Many people use the ultra popular Paperclip library to handle file attachments in Rails. Unfortunately the Paperclip documentation does not cover how to stub out calls to ImageMagick in your test suite. Without the proper stubs in place a test suite that uses Paperclip will take much, much longer to run.
In the grease your suite presentation by Nick Gauthier it has a slide titled Quickerclip that describes what needs to be done to spend up Paperclip in tests, basically you need to keep it from shelling out to ImageMagick. Alas, the presentation does include code for how to achieve Quickerclip.
As the presentation shows Paperclip.run is the method that needs to be changed. The first parameter passed to Paperclip.run is the ImageMagick command be executed. Paperclip uses the identify and convert commands. The identify command is used to determine the dimensions of an image. The convert command is the really heavy one that does image manipulation and thumbnail generation. Here is a redefinition of Paperclip.run with sensible behavior for tests.
module Paperclip
def self.run cmd, params = "", expected_outcodes = 0
case cmd
when "identify"
return "100x100"
when "convert"
return
else
super
end
end
end
class Paperclip::Attachment
def post_process
end
end
Redefining post_process in Paperclip::Attachment is an optional additional optimization. In Paperclip, post_process eventually calls Paperclip.run("convert") and by short-circuiting the method earlier in the chain we save a few cycles.
Hey Rob,
Here is our quickerclip implementation:
http://gist.github.com/406460
Same idea, but I patch it further down. Also you’ll note that when it tries to make a thumbnail I actually copy a fixture file over so it thinks there’s a real file on the filesystem.

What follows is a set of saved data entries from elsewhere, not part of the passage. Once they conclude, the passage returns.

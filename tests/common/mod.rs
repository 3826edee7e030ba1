//! Test-only certificate authority playing the external signer.

#![allow(dead_code)]

use anyhow::{anyhow, Result};
use openssl::asn1::Asn1Time;
use openssl::bn::{BigNum, MsbOption};
use openssl::hash::MessageDigest;
use openssl::nid::Nid;
use openssl::pkey::{PKey, Private};
use openssl::x509::extension::BasicConstraints;
use openssl::x509::{X509Name, X509Req, X509};

use cert_provisioner::identity::{SubjectIdentity, SubjectIdentityBuilder};

const X509_VERSION_3: i32 = 2;

pub struct TestCa {
    key: PKey<Private>,
    pub certificate: X509,
}

impl TestCa {
    pub fn new(common_name: &str) -> Result<Self> {
        let key = PKey::from_rsa(openssl::rsa::Rsa::generate(2048)?)?;
        let mut name = X509Name::builder()?;
        name.append_entry_by_nid(Nid::COMMONNAME, common_name)?;
        let name = name.build();

        let serial = random_serial()?;
        let not_before = Asn1Time::days_from_now(0)?;
        let not_after = Asn1Time::days_from_now(30)?;

        let mut builder = X509::builder()?;
        builder.set_version(X509_VERSION_3)?;
        builder.set_serial_number(&serial)?;
        builder.set_subject_name(&name)?;
        builder.set_issuer_name(&name)?;
        builder.set_not_before(&not_before)?;
        builder.set_not_after(&not_after)?;
        builder.set_pubkey(&key)?;
        builder.append_extension(BasicConstraints::new().critical().ca().build()?)?;
        builder.sign(&key, MessageDigest::sha256())?;
        Ok(Self {
            key,
            certificate: builder.build(),
        })
    }

    pub fn certificate_pem(&self) -> Vec<u8> {
        self.certificate.to_pem().unwrap()
    }

    /// Sign a PEM request, copying its subject and requested extensions.
    pub fn sign(&self, request_pem: &[u8]) -> Result<X509> {
        let request = X509Req::from_pem(request_pem)?;
        let public = request.public_key()?;
        if !request.verify(&public)? {
            return Err(anyhow!("request signature does not verify"));
        }

        let serial = random_serial()?;
        let not_before = Asn1Time::days_from_now(0)?;
        let not_after = Asn1Time::days_from_now(30)?;

        let mut builder = X509::builder()?;
        builder.set_version(X509_VERSION_3)?;
        builder.set_serial_number(&serial)?;
        builder.set_subject_name(request.subject_name())?;
        builder.set_issuer_name(self.certificate.subject_name())?;
        builder.set_not_before(&not_before)?;
        builder.set_not_after(&not_after)?;
        builder.set_pubkey(&public)?;
        for extension in request.extensions()? {
            builder.append_extension(extension)?;
        }
        builder.sign(&self.key, MessageDigest::sha256())?;
        Ok(builder.build())
    }

    /// A certificate for `common_name` over a freshly generated key that no
    /// unit owns.
    pub fn sign_foreign(&self, common_name: &str) -> Result<X509> {
        let foreign = PKey::from_rsa(openssl::rsa::Rsa::generate(2048)?)?;
        let mut name = X509Name::builder()?;
        name.append_entry_by_nid(Nid::COMMONNAME, common_name)?;
        let name = name.build();

        let serial = random_serial()?;
        let not_before = Asn1Time::days_from_now(0)?;
        let not_after = Asn1Time::days_from_now(30)?;

        let mut builder = X509::builder()?;
        builder.set_version(X509_VERSION_3)?;
        builder.set_serial_number(&serial)?;
        builder.set_subject_name(&name)?;
        builder.set_issuer_name(self.certificate.subject_name())?;
        builder.set_not_before(&not_before)?;
        builder.set_not_after(&not_after)?;
        builder.set_pubkey(&foreign)?;
        builder.sign(&self.key, MessageDigest::sha256())?;
        Ok(builder.build())
    }
}

fn random_serial() -> Result<openssl::asn1::Asn1Integer> {
    let mut serial = BigNum::new()?;
    serial.rand(64, MsbOption::MAYBE_ZERO, false)?;
    Ok(serial.to_asn1_integer()?)
}

pub fn identity() -> SubjectIdentity {
    SubjectIdentityBuilder::new()
        .country("US".to_string())
        .organization("Corp".to_string())
        .organizational_unit("Infrastructure".to_string())
        .build()
        .unwrap()
}
//! Cert Provisioner
//!
//! Interactive tool that prepares certificate requests for PVWA, PSM, HTML5
//! Gateway, PTA and Vault, and converts the signed certificates into PKCS#12
//! bundles.
//!
//! # Quick Start
//!
//! ```bash
//! cargo build --release
//! ./target/release/cert-provisioner                 # uses ./cert-provisioner.toml if present
//! ./target/release/cert-provisioner site.toml       # explicit configuration file
//! ```
//!
//! Startup checks the configuration, the output directory and the OpenSSL
//! library; any failure exits with a non-zero status.

use anyhow::{anyhow, Context, Result};
use cert_provisioner::configs::AppConfig;
use cert_provisioner::crypto::{CryptoBackend, OpensslBackend};
use cert_provisioner::prompt::Prompter;
use cert_provisioner::telemetry;
use cert_provisioner::workflow::Workflow;
use std::fs;
use std::io;
use std::path::{Path, PathBuf};

const SELF_TEST_KEY_BITS: u32 = 2048;

fn main() -> Result<()> {
    println!("=== Certificate Provisioner ===\n");

    let config_path = std::env::args().nth(1).map(PathBuf::from);
    let config =
        AppConfig::load(config_path.as_deref()).context("Failed to load configuration")?;
    println!("✓ Configuration loaded");

    telemetry::init_tracing(&config.logging.filter).context("Failed to initialise logging")?;

    check_output_root(&config.output.root)?;
    println!("✓ Output directory writable: {}", config.output.root.display());

    let backend = OpensslBackend::new();
    backend
        .generate_key(SELF_TEST_KEY_BITS)
        .context("OpenSSL self-test failed")?;
    println!("✓ OpenSSL self-test passed");

    let workflow = Workflow::new(backend, config.artifact_store(), config.keys.length);
    let stdin = io::stdin();
    let mut prompter = Prompter::new(stdin.lock(), io::stdout());

    // Main menu loop
    loop {
        prompter.say("\n=== Cert Provisioner Menu ===")?;
        prompter.say("1. Generate certificate requests")?;
        prompter.say("2. Convert signed certificates")?;
        prompter.say("3. Show status")?;
        prompter.say("4. Exit")?;
        let Some(choice) = prompter.ask_or_eof("\nSelect an option", None)? else {
            println!();
            break;
        };

        let outcome = match choice.as_str() {
            "1" => prompter.choose_profile().and_then(|profile| {
                workflow
                    .run_generation(&mut prompter, profile, &config.identity_defaults)
                    .map(|_| ())
            }),
            "2" => prompter
                .choose_profile()
                .and_then(|profile| workflow.run_conversion(&mut prompter, profile).map(|_| ())),
            "3" => prompter
                .choose_profile()
                .and_then(|profile| workflow.print_status(&mut prompter, profile)),
            "4" => {
                println!("\nExiting Cert Provisioner...");
                break;
            }
            _ => {
                println!("Invalid option. Please select 1-4.");
                Ok(())
            }
        };
        if let Err(e) = outcome {
            println!("✗ {:#}", e);
        }
    }

    Ok(())
}

/// Create the output root if needed and prove it accepts writes.
fn check_output_root(root: &Path) -> Result<()> {
    fs::create_dir_all(root)
        .with_context(|| format!("Failed to create output directory {}", root.display()))?;
    let probe = root.join(".write-test");
    fs::write(&probe, b"ok")
        .map_err(|e| anyhow!("Output directory {} is not writable: {}", root.display(), e))?;
    fs::remove_file(&probe)
        .with_context(|| format!("Failed to remove {}", probe.display()))?;
    Ok(())
}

How much time did it save you?
-Nick
May 19, 2010 at 8:55 am
Hey Nick,
Thanks for sharing that code. I have to say I was quite confused when reading the slides and it mentioned Quickerclip but I couldn’t find it anywhere.
I did notice that you copy the fixture file over to create the thumbnail. I neglected to do this on purpose because none of my tests depend on the thumbnails. Since I started with that I am not sure how much time it saved.